Another way the government hopes to boost the buying power of consumers is by encouraging residents in rural areas, where incomes are low, to move to cities where they can earn higher wages in booming export industries. That plan essentially is an extension of the export-led formula for growth and jobs that China used in the past.

“China is a late mover. You cannot compare China with the U.S.,” said Cheng Zhunghua, a writer for the Dazhong Daily newspaper. “It takes time to see the effect of moves to boost domestic demand.”

He noted that the government’s efforts to shift the economy into new areas often have succeeded beyond expectations and with surprising speed, so observers shouldn’t write off the possibility of rapid progress in achieving the latest goals.

“Even as a fiction writer, I did not imagine the speed of development” in the past two decades, he said.

But with exports slowing and consumers still unable to fill the gap, Mr. Cheng said, he is worried that the Chinese economy is in danger of “falling off a cliff” when the infrastructure building binge spawned by the government’s 2009 stimulus program winds down.

Daniel H. Rosen, a fellow at the Council on Foreign Relations, also cautions against expecting too much from the Chinese economy.

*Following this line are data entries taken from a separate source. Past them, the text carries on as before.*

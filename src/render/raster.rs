//! Blocking page decoders: pdfium for PDF pages, the `image` crate for
//! raster inputs, and the single-page-extraction fallback.
//!
//! Everything here is synchronous and CPU-bound; callers run it under
//! `tokio::task::spawn_blocking`. pdfium wraps thread-local C++ state and
//! must never run on a Tokio worker thread. Errors are plain strings: the
//! caller treats any failure as "try the next backend", so structured
//! variants would buy nothing.

use image::DynamicImage;
use lopdf::Document as LoDocument;
use pdfium_render::prelude::*;
use std::path::Path;
use tracing::debug;

/// Bind to a pdfium library: next to the executable first, then the system
/// search path.
pub(crate) fn bind_pdfium() -> Result<Pdfium, String> {
    Pdfium::bind_to_library(Pdfium::pdfium_platform_library_name_at_path("./"))
        .or_else(|_| Pdfium::bind_to_system_library())
        .map(Pdfium::new)
        .map_err(|e| format!("pdfium binding failed: {e:?}"))
}

/// Render one PDF page bounded to `max_w`×`max_h`, aspect preserved.
pub fn render_pdf_page(
    path: &Path,
    page_number: u32,
    max_w: u32,
    max_h: u32,
) -> Result<DynamicImage, String> {
    let pdfium = bind_pdfium()?;
    let document = pdfium
        .load_pdf_from_file(path, None)
        .map_err(|e| format!("load failed: {e:?}"))?;

    let pages = document.pages();
    let total = pages.len() as u32;
    if page_number == 0 || page_number > total {
        return Err(format!("page {page_number} out of range (total {total})"));
    }

    let page = pages
        .get((page_number - 1) as u16)
        .map_err(|e| format!("page access failed: {e:?}"))?;

    let render_config = PdfRenderConfig::new()
        .set_target_width(max_w as i32)
        .set_maximum_height(max_h as i32);

    let bitmap = page
        .render_with_config(&render_config)
        .map_err(|e| format!("rasterisation failed: {e:?}"))?;

    let image = bitmap.as_image();
    debug!(
        page = page_number,
        width = image.width(),
        height = image.height(),
        "pdfium rendered page"
    );
    Ok(image)
}

/// Decode a raster file, downscaling to fit within `max_w`×`max_h`.
pub fn decode_raster(path: &Path, max_w: u32, max_h: u32) -> Result<DynamicImage, String> {
    let image = image::open(path).map_err(|e| format!("decode failed: {e}"))?;
    Ok(bound_image(image, max_w, max_h))
}

/// Pull `page_number` into a temporary one-page PDF and render that.
///
/// pdfium sometimes rejects a damaged object graph that loads fine once the
/// other pages (and their broken references) are gone.
pub fn render_extracted_page(
    path: &Path,
    page_number: u32,
    max_w: u32,
    max_h: u32,
) -> Result<DynamicImage, String> {
    let mut document = LoDocument::load(path).map_err(|e| format!("lopdf load failed: {e}"))?;
    let total = document.get_pages().len() as u32;
    if page_number == 0 || page_number > total {
        return Err(format!("page {page_number} out of range (total {total})"));
    }

    let others: Vec<u32> = (1..=total).filter(|&p| p != page_number).collect();
    if !others.is_empty() {
        document.delete_pages(&others);
    }
    document.prune_objects();

    let dir = tempfile::tempdir().map_err(|e| format!("tempdir: {e}"))?;
    let mini_path = dir.path().join("extracted.pdf");
    document
        .save(&mini_path)
        .map_err(|e| format!("mini-document save failed: {e}"))?;

    debug!(page = page_number, "re-rendering via extracted mini-document");
    render_pdf_page(&mini_path, 1, max_w, max_h)
}

/// Downscale to fit the bounds; images already inside the bounds pass
/// through untouched.
pub(crate) fn bound_image(image: DynamicImage, max_w: u32, max_h: u32) -> DynamicImage {
    if image.width() <= max_w && image.height() <= max_h {
        return image;
    }
    image.resize(max_w, max_h, image::imageops::FilterType::Triangle)
}

#[cfg(test)]
mod tests {
    use super::*;
    use image::RgbImage;

    #[test]
    fn bound_image_preserves_aspect() {
        let img = DynamicImage::ImageRgb8(RgbImage::new(3200, 1000));
        let bounded = bound_image(img, 1600, 2400);
        assert_eq!((bounded.width(), bounded.height()), (1600, 500));
    }

    #[test]
    fn bound_image_is_noop_within_bounds() {
        let img = DynamicImage::ImageRgb8(RgbImage::new(100, 200));
        let bounded = bound_image(img, 1600, 2400);
        assert_eq!((bounded.width(), bounded.height()), (100, 200));
    }

    #[test]
    fn bound_image_caps_height_too() {
        let img = DynamicImage::ImageRgb8(RgbImage::new(1000, 4800));
        let bounded = bound_image(img, 1600, 2400);
        assert_eq!((bounded.width(), bounded.height()), (500, 2400));
    }

    #[test]
    fn decode_raster_reports_missing_file() {
        let err = decode_raster(Path::new("/nonexistent/x.png"), 100, 100).unwrap_err();
        assert!(err.contains("decode failed"));
    }
}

While the size of China’s overall economy may surpass the United States in a few years, China has a long way to go before it can take the place of the U.S. or the EU as an engine of consumer demand in the world, he said. American and European consumers are, on average, 10 times more wealthy than their Chinese counterparts.

“We have out to 2025, 2030, 2035 for China to become as large a chunk of global consumption as the United States,” he said.

Exports still rule

In perhaps the most telling sign that China remains geared toward exports, the government’s latest five-year plan announced last spring places as much emphasis on ginning up a generation of advanced-technology exports as it does on bolstering China’s consumer sector.

Indeed, the push to make China a manufacturing center for such high-value goods as autos and airplanes is far more visible today than the government’s efforts to spur on the Chinese consumer.

Ningbo, Shenzhen and Shanghai, major ports that became platforms for manufacturing and exporting all manner of lower-end consumer goods to the rest of the world in the past decade, are gearing up for a generation of high-tech export goods identified by China’s leaders.

Ningbo, for example, an ancient port city that was an originating point for the fabled Silk Road, has ambitious plans to expand its massive port facilities by 30 percent. The city already is the world’s fourth-largest port in terms of tonnage.

On the outskirts of the city, the government is building towering high-rises to house workers not yet hired for planned manufacturing plants, while it invests in roads, sewers and other infrastructure needed to attract high-tech manufacturers from the U.S. and elsewhere to turn those plans into reality.

With the completion in 2008 of the world’s longest ocean-spanning bridge connecting Ningbo to Shanghai, city leaders talk excitedly about their hopes that the region will become the world’s sixth major international metropolis, putting it in the same class with Paris, London, New York, Tokyo and Chicago.

Some companies in Ningbo’s new high-tech zone are aiming to sell their wares in the growing Chinese domestic market, including Geely, a leading Chinese automaker, and Fotile, a maker of state-of-the-art kitchen appliances designed for the Asian market.

China in recent years overtook the U.S. as the world’s largest auto market with 18 million units sold annually, and nearly every major automaker has established factories here to tap into that market.